▶ [Exercise prompt]
Every line of the material below is to be printed again exactly.

▶ [Extracted records]
%%

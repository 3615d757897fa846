//! Traits at the seams of the operation set.
//!
//! [`Mapping`] lets the `map_*` operations accept any key-value container,
//! and [`Comparison`] lets [`qsort`](crate::qsort) comparators return either
//! an [`Ordering`] or a C-style signed number.

use std::cmp::Ordering;
use std::collections::{btree_map, hash_map, BTreeMap, HashMap};

/// A finite container of unique keys, each associated with one value.
///
/// Enumeration order is whatever the container yields. The `map_*`
/// operations never rely on it, so results that depend on order (the
/// winner of a [`map_transform`](crate::map_transform) key collision, the
/// result of a non-commutative [`map_reduce`](crate::map_reduce)) are
/// unspecified for `HashMap` and happen to be key order for `BTreeMap`.
///
/// # Manual Implementation
///
/// ```
/// use std::collections::{hash_map, HashMap};
/// use standout_algo::{map_count, Mapping};
///
/// struct Inventory(HashMap<String, u32>);
///
/// impl Mapping for Inventory {
///     type Key = String;
///     type Value = u32;
///     type Entries<'a> = hash_map::Iter<'a, String, u32>;
///
///     fn entries(&self) -> Self::Entries<'_> {
///         self.0.iter()
///     }
///
///     fn len(&self) -> usize {
///         self.0.len()
///     }
/// }
///
/// let stock = Inventory(HashMap::from([
///     ("bolts".to_string(), 0),
///     ("nuts".to_string(), 12),
///     ("washers".to_string(), 0),
/// ]));
/// assert_eq!(map_count(&stock, &0), 2);
/// ```
pub trait Mapping {
    /// Key type.
    type Key;
    /// Value type.
    type Value;
    /// Iterator over borrowed key-value pairs.
    type Entries<'a>: Iterator<Item = (&'a Self::Key, &'a Self::Value)>
    where
        Self: 'a;

    /// Returns an iterator over every key-value pair.
    fn entries(&self) -> Self::Entries<'_>;

    /// Returns the number of pairs.
    fn len(&self) -> usize;

    /// Returns `true` if there are no pairs.
    fn is_empty(&self) -> bool {
        self.len() == 0
    }
}

impl<K, V, S> Mapping for HashMap<K, V, S> {
    type Key = K;
    type Value = V;
    type Entries<'a>
        = hash_map::Iter<'a, K, V>
    where
        Self: 'a;

    fn entries(&self) -> Self::Entries<'_> {
        self.iter()
    }

    fn len(&self) -> usize {
        HashMap::len(self)
    }
}

impl<K, V> Mapping for BTreeMap<K, V> {
    type Key = K;
    type Value = V;
    type Entries<'a>
        = btree_map::Iter<'a, K, V>
    where
        Self: 'a;

    fn entries(&self) -> Self::Entries<'_> {
        self.iter()
    }

    fn len(&self) -> usize {
        BTreeMap::len(self)
    }
}

/// Result of a three-way comparator.
///
/// Implemented for [`Ordering`] and for the signed numeric types, where a
/// positive value means the first argument should follow the second.
pub trait Comparison {
    /// Returns `true` if the first compared element belongs after the second.
    fn follows(&self) -> bool;
}

impl Comparison for Ordering {
    fn follows(&self) -> bool {
        *self == Ordering::Greater
    }
}

macro_rules! impl_signed_comparison {
    ($($t:ty => $zero:expr),* $(,)?) => {
        $(
            impl Comparison for $t {
                fn follows(&self) -> bool {
                    *self > $zero
                }
            }
        )*
    };
}

impl_signed_comparison!(
    i8 => 0,
    i16 => 0,
    i32 => 0,
    i64 => 0,
    i128 => 0,
    isize => 0,
    f32 => 0.0,
    f64 => 0.0,
);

%%

▶ [Written answer]
repository 3615d757897fa846
//! Traits at the seams of the operation set.
//!
//! [`Mapping`] lets the `map_*` operations accept any key-value container,
//! and [`Comparison`] lets [`qsort`](crate::qsort) comparators return either
//! an [`Ordering`] or a C-style signed number.

use std::cmp::Ordering;
use std::collections::{btree_map, hash_map, BTreeMap, HashMap};

/// A finite container of unique keys, each associated with one value.
///
/// Enumeration order is whatever the container yields. The `map_*`
/// operations never rely on it, so results that depend on order (the
/// winner of a [`map_transform`](crate::map_transform) key collision, the
/// result of a non-commutative [`map_reduce`](crate::map_reduce)) are
/// unspecified for `HashMap` and happen to be key order for `BTreeMap`.
///
/// # Manual Implementation
///
/// ```
/// use std::collections::{hash_map, HashMap};
/// use standout_algo::{map_count, Mapping};
///
/// struct Inventory(HashMap<String, u32>);
///
/// impl Mapping for Inventory {
///     type Key = String;
///     type Value = u32;
///     type Entries<'a> = hash_map::Iter<'a, String, u32>;
///
///     fn entries(&self) -> Self::Entries<'_> {
///         self.0.iter()
///     }
///
///     fn len(&self) -> usize {
///         self.0.len()
///     }
/// }
///
/// let stock = Inventory(HashMap::from([
///     ("bolts".to_string(), 0),
///     ("nuts".to_string(), 12),
///     ("washers".to_string(), 0),
/// ]));
/// assert_eq!(map_count(&stock, &0), 2);
/// ```
pub trait Mapping {
    /// Key type.
    type Key;
    /// Value type.
    type Value;
    /// Iterator over borrowed key-value pairs.
    type Entries<'a>: Iterator<Item = (&'a Self::Key, &'a Self::Value)>
    where
        Self: 'a;

    /// Returns an iterator over every key-value pair.
    fn entries(&self) -> Self::Entries<'_>;

    /// Returns the number of pairs.
    fn len(&self) -> usize;

    /// Returns `true` if there are no pairs.
    fn is_empty(&self) -> bool {
        self.len() == 0
    }
}

impl<K, V, S> Mapping for HashMap<K, V, S> {
    type Key = K;
    type Value = V;
    type Entries<'a>
        = hash_map::Iter<'a, K, V>
    where
        Self: 'a;

    fn entries(&self) -> Self::Entries<'_> {
        self.iter()
    }

    fn len(&self) -> usize {
        HashMap::len(self)
    }
}

impl<K, V> Mapping for BTreeMap<K, V> {
    type Key = K;
    type Value = V;
    type Entries<'a>
        = btree_map::Iter<'a, K, V>
    where
        Self: 'a;

    fn entries(&self) -> Self::Entries<'_> {
        self.iter()
    }

    fn len(&self) -> usize {
        BTreeMap::len(self)
    }
}

/// Result of a three-way comparator.
///
/// Implemented for [`Ordering`] and for the signed numeric types, where a
/// positive value means the first argument should follow the second.
pub trait Comparison {
    /// Returns `true` if the first compared element belongs after the second.
    fn follows(&self) -> bool;
}

impl Comparison for Ordering {
    fn follows(&self) -> bool {
        *self == Ordering::Greater
    }
}

macro_rules! impl_signed_comparison {
    ($($t:ty => $zero:expr),* $(,)?) => {
        $(
            impl Comparison for $t {
                fn follows(&self) -> bool {
                    *self > $zero
                }
            }
        )*
    };
}

impl_signed_comparison!(
    i8 => 0,
    i16 => 0,
    i32 => 0,
    i64 => 0,
    i128 => 0,
    isize => 0,
    f32 => 0.0,
    f64 => 0.0,
);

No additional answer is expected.